Sobre as armas apreendidas e guardadas nas delegaciais, a Polícia Civil explica que elas não são mais encaminhadas ao Poder Judiciário, "após decisão do Conselho Superior da Magistratura do Estado de São Paulo", e "permanecem em cofres, nas unidades policiais, até a obtenção de autorização judicial para suas destruições, quando são encaminhadas ao Exército". A SSP ressalta que estão sendo adotadas providências de acordo com determinação do juiz corregedor.

"Por fim, é importante esclarecer que não há déficit para as polícias Civil e Militar. Desde 2011 para região foram encaminhados 3.004 policiais. Em novembro passado, foram nomeados 1.240 policiais civis e anunciada abertura de 2.750 vagas para diversas carreiras da Polícia Civil, cuja as inscrições para delegados, investigadores e escrivães já foram abertas. [...] Cabe dizer também que no final do ano passado foram compradas 170 viaturas novas para a Polícia Militar das regiões de Campinas, Sorocaba e Piracicaba, investimento de R$ 13,9 milhões", diz a nota.

E a Guarda Municipal?

Sobre a situação da Guarda, a Prefeitura de Campinas alegou que contratou 84 profissionais entre 2013 e 2015, e depois disso não aumentou o efetivo por causa de reflexos da crise econômica. "Também houve perdas com aposentadorias, exonerações, pedidos de demissões e falecimentos. Já está em estudo a realização de um concurso público", diz nota da assessoria sem mencionar, contudo, prazo ou quantidade de servidores que devem ser contratados pelo processo.

Além disso, a administração defendeu que todas as áreas da cidade possuem patrulhamento diurno e noturno, e que "as escalas dos servidores cumprem rotinas necessárias". Em outro trecho, o governo ressalta que a Guarda tem 80 veículos na frota, o que atende à demanda das equipes.

Por fim, a Prefeitura alega que o fechamento de bases foi definido com base em planejamento acertado com o MPT, e não há mudança na rotina dos guardas nos bairros de cobertura. "A reorganização das bases reforça o patrulhamento, com mais guardas municipais nas ruas que antes ficavam no apoio administrativo. [...] A Guarda Municipal de Campinas é um serviço de excelência, muito bem avaliado [...] inclusive, referência para outras guardas municipais."

'Vidas Contadas'

Esta é a quarta reportagem da série "Vidas Contadas", que aborda o tema da violência em Campinas sob diferentes perspectivas.
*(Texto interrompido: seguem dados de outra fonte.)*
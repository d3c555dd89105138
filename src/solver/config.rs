//! Solver and differencing configuration.

use serde::{Deserialize, Serialize};

use super::{
    DEFAULT_ATOL, DEFAULT_DIVERGENCE_FACTOR, DEFAULT_DIVERGENCE_PATIENCE, DEFAULT_FD_STEP,
    DEFAULT_MAX_ITERATIONS, DEFAULT_RTOL,
};
use crate::error::{MdoError, Result};

/// Nonlinear strategy for coupled groups.
#[derive(Debug, Clone, Copy, Default, PartialEq, Eq, Serialize, Deserialize)]
#[serde(rename_all = "snake_case")]
pub enum Strategy {
    /// Nonlinear block Gauss-Seidel: sweep components in order
    GaussSeidel,
    /// Newton on all group outputs simultaneously
    #[default]
    Newton,
}

/// Residual norm used for convergence checks.
#[derive(Debug, Clone, Copy, Default, PartialEq, Eq, Serialize, Deserialize)]
#[serde(rename_all = "snake_case")]
pub enum Norm {
    #[default]
    L2,
    MaxAbs,
}

impl Norm {
    /// Compute the norm of a vector.
    pub fn of(self, v: &[f64]) -> f64 {
        match self {
            Norm::L2 => v.iter().map(|x| x * x).sum::<f64>().sqrt(),
            Norm::MaxAbs => v.iter().fold(0.0f64, |m, x| m.max(x.abs())),
        }
    }
}

/// Finite difference scheme.
#[derive(Debug, Clone, Copy, Default, PartialEq, Eq, Serialize, Deserialize)]
#[serde(rename_all = "snake_case")]
pub enum FdScheme {
    #[default]
    Forward,
    Backward,
    Central,
}

/// Finite difference settings.
#[derive(Debug, Clone, Copy, PartialEq, Serialize, Deserialize)]
#[serde(default)]
pub struct FdConfig {
    pub scheme: FdScheme,
    pub step: f64,
    /// Scale the step by `max(|x|, 1)`
    pub relative: bool,
}

impl Default for FdConfig {
    fn default() -> Self {
        Self {
            scheme: FdScheme::Forward,
            step: DEFAULT_FD_STEP,
            relative: false,
        }
    }
}

impl FdConfig {
    /// Step size to use around `x`.
    pub fn step_at(&self, x: f64) -> f64 {
        if self.relative {
            self.step * x.abs().max(1.0)
        } else {
            self.step
        }
    }

    pub fn validate(&self) -> Result<()> {
        if !(self.step.is_finite() && self.step > 0.0) {
            return Err(MdoError::solver_config("finite difference step must be positive"));
        }
        Ok(())
    }
}

/// Armijo-Goldstein backtracking line search.
#[derive(Debug, Clone, Copy, PartialEq, Serialize, Deserialize)]
#[serde(default)]
pub struct LineSearchConfig {
    pub max_iterations: usize,
    /// Initial step length
    pub alpha: f64,
    /// Contraction factor per backtrack
    pub rho: f64,
    /// Sufficient decrease parameter
    pub c: f64,
}

impl Default for LineSearchConfig {
    fn default() -> Self {
        Self {
            max_iterations: 10,
            alpha: 1.0,
            rho: 0.5,
            c: 0.1,
        }
    }
}

impl LineSearchConfig {
    pub fn validate(&self) -> Result<()> {
        if !(self.alpha > 0.0 && self.alpha.is_finite()) {
            return Err(MdoError::solver_config("line search alpha must be positive"));
        }
        if !(self.rho > 0.0 && self.rho < 1.0) {
            return Err(MdoError::solver_config("line search rho must be in (0, 1)"));
        }
        if !(self.c > 0.0 && self.c < 1.0) {
            return Err(MdoError::solver_config("line search c must be in (0, 1)"));
        }
        Ok(())
    }
}

/// Configuration for the nonlinear solver of a coupled group.
#[derive(Debug, Clone, PartialEq, Serialize, Deserialize)]
#[serde(default)]
pub struct SolverConfig {
    pub strategy: Strategy,
    /// Maximum iterations per group
    pub max_iterations: usize,
    /// Absolute residual tolerance
    pub atol: f64,
    /// Residual tolerance relative to the initial residual
    pub rtol: f64,
    pub norm: Norm,
    /// Diverged when the residual exceeds this multiple of the initial one
    pub divergence_factor: f64,
    /// ...for this many consecutive iterations
    pub divergence_patience: usize,
    /// Gauss-Seidel under/over-relaxation
    pub relaxation: f64,
    /// Newton backtracking; `None` takes full steps
    #[serde(skip_serializing_if = "Option::is_none")]
    pub line_search: Option<LineSearchConfig>,
    /// Default differencing for undeclared partials
    pub fd: FdConfig,
}

impl Default for SolverConfig {
    fn default() -> Self {
        Self {
            strategy: Strategy::Newton,
            max_iterations: DEFAULT_MAX_ITERATIONS,
            atol: DEFAULT_ATOL,
            rtol: DEFAULT_RTOL,
            norm: Norm::L2,
            divergence_factor: DEFAULT_DIVERGENCE_FACTOR,
            divergence_patience: DEFAULT_DIVERGENCE_PATIENCE,
            relaxation: 1.0,
            line_search: None,
            fd: FdConfig::default(),
        }
    }
}

impl SolverConfig {
    /// Create a new configuration with default values.
    pub fn new() -> Self {
        Self::default()
    }

    /// Gauss-Seidel with default settings.
    pub fn gauss_seidel() -> Self {
        Self::default().with_strategy(Strategy::GaussSeidel)
    }

    /// Newton with default settings.
    pub fn newton() -> Self {
        Self::default().with_strategy(Strategy::Newton)
    }

    pub fn with_strategy(mut self, strategy: Strategy) -> Self {
        self.strategy = strategy;
        self
    }

    /// Set the iteration cap.
    pub fn with_max_iterations(mut self, max_iterations: usize) -> Self {
        self.max_iterations = max_iterations;
        self
    }

    /// Set absolute and relative tolerances.
    ///
    /// A group converges when either is met.
    pub fn with_tolerances(mut self, atol: f64, rtol: f64) -> Self {
        self.atol = atol;
        self.rtol = rtol;
        self
    }

    pub fn with_norm(mut self, norm: Norm) -> Self {
        self.norm = norm;
        self
    }

    /// Set the divergence detector.
    pub fn with_divergence(mut self, factor: f64, patience: usize) -> Self {
        self.divergence_factor = factor;
        self.divergence_patience = patience;
        self
    }

    pub fn with_relaxation(mut self, relaxation: f64) -> Self {
        self.relaxation = relaxation;
        self
    }

    /// Enable backtracking line search for Newton.
    pub fn with_line_search(mut self, line_search: LineSearchConfig) -> Self {
        self.line_search = Some(line_search);
        self
    }

    pub fn with_fd(mut self, fd: FdConfig) -> Self {
        self.fd = fd;
        self
    }

    /// Check all parameters are usable.
    pub fn validate(&self) -> Result<()> {
        if self.max_iterations == 0 {
            return Err(MdoError::solver_config("max_iterations must be at least 1"));
        }
        if !self.atol.is_finite() || self.atol < 0.0 {
            return Err(MdoError::solver_config("atol must be finite and non-negative"));
        }
        if !self.rtol.is_finite() || self.rtol < 0.0 {
            return Err(MdoError::solver_config("rtol must be finite and non-negative"));
        }
        if !(self.divergence_factor > 1.0) {
            return Err(MdoError::solver_config("divergence_factor must be greater than 1"));
        }
        if self.divergence_patience == 0 {
            return Err(MdoError::solver_config("divergence_patience must be at least 1"));
        }
        if !(self.relaxation > 0.0 && self.relaxation <= 2.0) {
            return Err(MdoError::solver_config("relaxation must be in (0, 2]"));
        }
        if let Some(ls) = &self.line_search {
            ls.validate()?;
        }
        self.fd.validate()
    }
}
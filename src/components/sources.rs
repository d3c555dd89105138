//! Independent variables and balance equations.

use serde::{Deserialize, Serialize};

use super::{
    Component, ComponentSpec, Declarations, Derivative, Inputs, IntoValue, Outputs, Partials, Residuals,
};
use crate::error::Result;
use crate::model::{InputHandle, Kind, OutputHandle};

fn default_val() -> Vec<f64> {
    vec![1.0]
}

/// An output of an [`IndepVar`].
#[derive(Debug, Clone, PartialEq, Serialize, Deserialize)]
pub struct IndepOutput {
    pub name: String,
    #[serde(default = "default_val")]
    pub val: Vec<f64>,
    #[serde(default, skip_serializing_if = "Option::is_none")]
    pub unit: Option<String>,
}

impl IndepOutput {
    pub fn new(name: &str, val: impl IntoValue) -> Self {
        Self {
            name: name.to_string(),
            val: val.into_value(),
            unit: None,
        }
    }

    pub fn with_unit(mut self, unit: &str) -> Self {
        self.unit = Some(unit.to_string());
        self
    }
}

/// Component with outputs only. Its outputs hold externally set values
/// (design variables, fixed parameters) and are never recomputed.
#[derive(Debug, Clone, Default)]
pub struct IndepVar {
    outputs: Vec<IndepOutput>,
}

impl IndepVar {
    pub fn new(outputs: Vec<IndepOutput>) -> Self {
        Self { outputs }
    }

    /// Add an output; builder style.
    pub fn with_output(mut self, name: &str, val: impl IntoValue, unit: Option<&str>) -> Self {
        let mut out = IndepOutput::new(name, val);
        out.unit = unit.map(str::to_string);
        self.outputs.push(out);
        self
    }
}

impl Component for IndepVar {
    fn setup(&mut self, decl: &mut Declarations) -> Result<()> {
        for out in &self.outputs {
            decl.add_output(&out.name, out.val.clone(), out.unit.as_deref())?;
        }
        Ok(())
    }

    /// Outputs hold whatever was last set.
    fn compute(&self, _inputs: &Inputs, _outputs: &mut Outputs) -> Result<()> {
        Ok(())
    }

    fn spec(&self) -> Option<ComponentSpec> {
        Some(ComponentSpec::IndepVar {
            outputs: self.outputs.clone(),
        })
    }
}

/// An output of a [`Balance`]: the unknown plus its `lhs:`/`rhs:` inputs.
#[derive(Debug, Clone, PartialEq, Serialize, Deserialize)]
pub struct BalanceOutput {
    pub name: String,
    #[serde(default = "default_val")]
    pub val: Vec<f64>,
    #[serde(default, skip_serializing_if = "Option::is_none")]
    pub unit: Option<String>,
    /// Unit of the `lhs:`/`rhs:` inputs
    #[serde(default, skip_serializing_if = "Option::is_none")]
    pub eq_units: Option<String>,
}

impl BalanceOutput {
    pub fn new(name: &str, val: impl IntoValue) -> Self {
        Self {
            name: name.to_string(),
            val: val.into_value(),
            unit: None,
            eq_units: None,
        }
    }

    pub fn with_units(mut self, unit: Option<&str>, eq_units: Option<&str>) -> Self {
        self.unit = unit.map(str::to_string);
        self.eq_units = eq_units.map(str::to_string);
        self
    }
}

#[derive(Debug, Clone, Copy)]
struct BalanceSlot {
    output: OutputHandle,
    lhs: InputHandle,
    rhs: InputHandle,
}

/// Implicit component enforcing `lhs:<name> = rhs:<name>` by varying `<name>`.
///
/// The residual `lhs - rhs` does not depend on the output itself; the
/// enclosing group supplies the coupling.
#[derive(Debug, Clone, Default)]
pub struct Balance {
    outputs: Vec<BalanceOutput>,
    slots: Vec<BalanceSlot>,
}

impl Balance {
    pub fn new(outputs: Vec<BalanceOutput>) -> Self {
        Self {
            outputs,
            slots: Vec::new(),
        }
    }

    pub fn with_output(mut self, output: BalanceOutput) -> Self {
        self.outputs.push(output);
        self
    }
}

impl Component for Balance {
    fn kind(&self) -> Kind {
        Kind::Implicit
    }

    fn setup(&mut self, decl: &mut Declarations) -> Result<()> {
        self.slots.clear();
        for out in &self.outputs {
            let output = decl.add_output(&out.name, out.val.clone(), out.unit.as_deref())?;
            let zeros = vec![0.0; out.val.len()];
            let lhs = decl.add_input(&format!("lhs:{}", out.name), zeros.clone(), out.eq_units.as_deref())?;
            let rhs = decl.add_input(&format!("rhs:{}", out.name), zeros, out.eq_units.as_deref())?;
            decl.declare_partials(output, lhs, Derivative::Analytic);
            decl.declare_partials(output, rhs, Derivative::Analytic);
            decl.declare_partials(output, output, Derivative::Analytic);
            self.slots.push(BalanceSlot { output, lhs, rhs });
        }
        Ok(())
    }

    fn apply_residual(&self, inputs: &Inputs, _outputs: &Outputs, residuals: &mut Residuals) -> Result<()> {
        for slot in &self.slots {
            let lhs = inputs.get(slot.lhs);
            let rhs = inputs.get(slot.rhs);
            for ((r, l), rh) in residuals.get_mut(slot.output).iter_mut().zip(lhs).zip(rhs) {
                *r = l - rh;
            }
        }
        Ok(())
    }

    fn compute_partials(&self, inputs: &Inputs, _outputs: &Outputs, partials: &mut Partials) -> Result<()> {
        for slot in &self.slots {
            let n = inputs.get(slot.lhs).len();
            let mut eye = vec![0.0; n * n];
            for i in 0..n {
                eye[i * n + i] = 1.0;
            }
            partials.set(slot.output, slot.lhs, &eye);
            let neg: Vec<f64> = eye.iter().map(|v| -v).collect();
            partials.set(slot.output, slot.rhs, &neg);
        }
        Ok(())
    }

    fn spec(&self) -> Option<ComponentSpec> {
        Some(ComponentSpec::Balance {
            outputs: self.outputs.clone(),
        })
    }
}

#[cfg(test)]
mod tests {
    use super::*;

    #[test]
    fn test_indep_var_declares_outputs_only() {
        let mut ivc = IndepVar::default()
            .with_output("x", 1.0, None)
            .with_output("z", vec![5.0, 2.0], None);
        let mut decl = Declarations::new("dvs");
        ivc.setup(&mut decl).unwrap();
        assert!(decl.inputs().is_empty());
        assert_eq!(decl.outputs().len(), 2);
        assert_eq!(decl.outputs()[1].default, vec![5.0, 2.0]);
    }

    #[test]
    fn test_indep_var_compute_keeps_values() {
        let ivc = IndepVar::default().with_output("x", 3.0, None);
        let inputs = Inputs::new("dvs", Vec::new());
        let mut outputs = Outputs::new(vec![vec![7.5]]);
        ivc.compute(&inputs, &mut outputs).unwrap();
        assert_eq!(outputs.values()[0], vec![7.5]);
    }

    #[test]
    fn test_balance_residual() {
        let mut bal = Balance::default().with_output(BalanceOutput::new("x", vec![1.0, 1.0]));
        let mut decl = Declarations::new("bal");
        bal.setup(&mut decl).unwrap();
        assert_eq!(decl.inputs()[0].name, "lhs:x");
        assert_eq!(decl.inputs()[1].name, "rhs:x");

        let inputs = Inputs::new("bal", vec![vec![3.0, 1.0], vec![1.0, 1.0]]);
        let outputs = Outputs::new(vec![vec![1.0, 1.0]]);
        let mut residuals = Residuals::zeros_like(&outputs);
        bal.apply_residual(&inputs, &outputs, &mut residuals).unwrap();
        assert_eq!(residuals.get(OutputHandle(0)), &[2.0, 0.0]);
    }
}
Na segunda-feira (23), o G1 trouxe um mapa que mostra onde ocorreram as 190 mortes violentas em 2017; no dia seguinte, um perfil destas vítimas; e na quarta-feira mostrou o que condenados por homicídio sentem e relatam sobre os crimes.

O projeto apresentará na reportagem desta sexta-feira uma análise de especialistas sobre o tema.